Поэма Гоголя "Мертвые души" - [41]
Образ Чичикова можно рассматривать как типично русское решение темы «наполеонизма». Если во Франции она породила пафос трагического героизма, окрашивающий, например, произведения Стендаля, – в России героический налет сошел с наполеоновской темы необыкновенно быстро. В классической русской литературе, насквозь проникнутой духом антибуржуазности, развенчание «наполеонизма» последовательно шло от Чичикова к Смердякову.

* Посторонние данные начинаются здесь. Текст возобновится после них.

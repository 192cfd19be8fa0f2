//! Line classifier for MI output
//!
//! ```text
//! result-record  = [token] "^" class *("," result)
//! async-record   = [token] ("*" | "+" | "=") class *("," result)
//! stream-record  = ("~" | "@" | "&") c-string
//! prompt         = "(gdb)" [whitespace]
//! ```

use crate::cstring;
use crate::record::{
    AsyncKind, MiAsyncRecord, MiOobRecord, MiRecord, MiResult, MiResultRecord, MiStreamRecord,
    MiValue, ResultClass, StreamKind, Token,
};

/// Classify one line of backend output
///
/// Never fails: lines that do not follow the grammar are passed through as
/// target stream text so nothing the backend prints is lost.
pub fn parse_line(line: &str) -> MiRecord {
    let line = line.trim_end_matches(['\r', '\n']);

    if line.trim_end() == "(gdb)" {
        return MiRecord::Prompt;
    }

    classify(line).unwrap_or_else(|| raw_target(line))
}

fn raw_target(line: &str) -> MiRecord {
    MiRecord::Oob(MiOobRecord::Stream(MiStreamRecord::target(format!("{}\n", line))))
}

fn classify(line: &str) -> Option<MiRecord> {
    let digits = line.bytes().take_while(u8::is_ascii_digit).count();
    let token = if digits > 0 {
        Some(Token(line[..digits].parse().ok()?))
    } else {
        None
    };

    let rest = &line[digits..];
    let prefix = rest.chars().next()?;
    let body = &rest[prefix.len_utf8()..];

    match prefix {
        '^' => {
            let (class, results) = split_class(body);
            let class = ResultClass::parse(class)?;
            Some(MiRecord::Result(MiResultRecord {
                token,
                class,
                results,
            }))
        }
        '*' | '+' | '=' => {
            let kind = match prefix {
                '*' => AsyncKind::Exec,
                '+' => AsyncKind::Status,
                _ => AsyncKind::Notify,
            };
            let (class, results) = split_class(body);
            if class.is_empty() {
                return None;
            }
            Some(MiRecord::Oob(MiOobRecord::Async(MiAsyncRecord {
                kind,
                token,
                class: class.to_string(),
                results,
            })))
        }
        '~' | '@' | '&' if token.is_none() => {
            let kind = match prefix {
                '~' => StreamKind::Console,
                '@' => StreamKind::Target,
                _ => StreamKind::Log,
            };
            let mut cursor = Cursor::new(body);
            let text = cursor.cstring()?;
            Some(MiRecord::Oob(MiOobRecord::Stream(MiStreamRecord { kind, text })))
        }
        _ => None,
    }
}

/// Split `class,results...`, keeping whatever prefix of the results parses
fn split_class(body: &str) -> (&str, Vec<MiResult>) {
    match body.find(',') {
        Some(idx) => {
            let mut cursor = Cursor::new(&body[idx + 1..]);
            (&body[..idx], cursor.results_until(None))
        }
        None => (body, Vec::new()),
    }
}

/// Parse the payload of a record (`name=value,...`) on its own
///
/// Useful for decoding console output that embeds MI syntax.
pub fn parse_results(text: &str) -> Vec<MiResult> {
    Cursor::new(text).results_until(None)
}

struct Cursor<'a> {
    input: &'a str,
    pos: usize,
}

impl<'a> Cursor<'a> {
    fn new(input: &'a str) -> Self {
        Self { input, pos: 0 }
    }

    fn peek(&self) -> Option<u8> {
        self.input.as_bytes().get(self.pos).copied()
    }

    fn eat(&mut self, b: u8) -> bool {
        if self.peek() == Some(b) {
            self.pos += 1;
            true
        } else {
            false
        }
    }

    /// Results separated by commas, stopping at `close` or end of input
    fn results_until(&mut self, close: Option<u8>) -> Vec<MiResult> {
        let mut results = Vec::new();
        loop {
            if self.peek() == close || self.peek().is_none() {
                break;
            }
            match self.result() {
                Some(r) => results.push(r),
                None => break,
            }
            if !self.eat(b',') {
                break;
            }
        }
        results
    }

    fn result(&mut self) -> Option<MiResult> {
        let start = self.pos;
        while let Some(b) = self.peek() {
            if b == b'=' {
                break;
            }
            if matches!(b, b',' | b'{' | b'}' | b'[' | b']' | b'"') {
                return None;
            }
            self.pos += 1;
        }
        let variable = self.input[start..self.pos].to_string();
        if variable.is_empty() || !self.eat(b'=') {
            return None;
        }
        let value = self.value()?;
        Some(MiResult { variable, value })
    }

    fn value(&mut self) -> Option<MiValue> {
        match self.peek()? {
            b'"' => self.cstring().map(MiValue::Const),
            b'{' => {
                self.pos += 1;
                let results = self.results_until(Some(b'}'));
                self.eat(b'}').then_some(MiValue::Tuple(results))
            }
            b'[' => {
                self.pos += 1;
                if self.eat(b']') {
                    return Some(MiValue::List(Vec::new()));
                }
                match self.peek()? {
                    b'"' | b'{' | b'[' => {
                        let mut values = Vec::new();
                        loop {
                            values.push(self.value()?);
                            if !self.eat(b',') {
                                break;
                            }
                        }
                        self.eat(b']').then_some(MiValue::List(values))
                    }
                    _ => {
                        let results = self.results_until(Some(b']'));
                        self.eat(b']').then_some(MiValue::ResultList(results))
                    }
                }
            }
            _ => None,
        }
    }

    /// A quoted C-string starting at the cursor, unescaped
    fn cstring(&mut self) -> Option<String> {
        if !self.eat(b'"') {
            return None;
        }
        let bytes = self.input.as_bytes();
        let start = self.pos;
        while self.pos < bytes.len() {
            match bytes[self.pos] {
                b'\\' => self.pos += 2,
                b'"' => {
                    let body = &self.input[start..self.pos];
                    self.pos += 1;
                    return Some(cstring::unescape(body));
                }
                _ => self.pos += 1,
            }
        }
        None
    }
}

Последние примеры показали, что Гоголь проецирует образ Чичикова не только на пушкинских, но и на других прославленных героев мировой литературы, подчеркивая при этом комическое несовпадение контуров. Их ряд можно продолжить, припомнив диалог Чичикова с Маниловым во второй главе поэмы. Манилов здесь рассказывает о поручике, «который не выпускал изо рта трубки не только за столом, но даже, с позволения сказать, во всех прочих местах». В ответе гостя обнаруживаем травестированную реплику Гамлета из его диалога с Горацио в I акте: «Чичиков заметил, что это, точно, случается и что в натуре находится много вещей, неизъяснимых даже для обширного ума» (VI, 32). (Кстати, рассуждения мужиков на первых страницах поэмы о том, доедет или нет колесо до Казани, назвал гамлетовским «Быть или не быть?» на уровне сознания этих персонажей Набоков;[113] впрочем, как некий философический пролог к чичиковской авантюре, – правда, без ссылок на Шекспира, – их реплики воспринял еще Андрей Белый).[114]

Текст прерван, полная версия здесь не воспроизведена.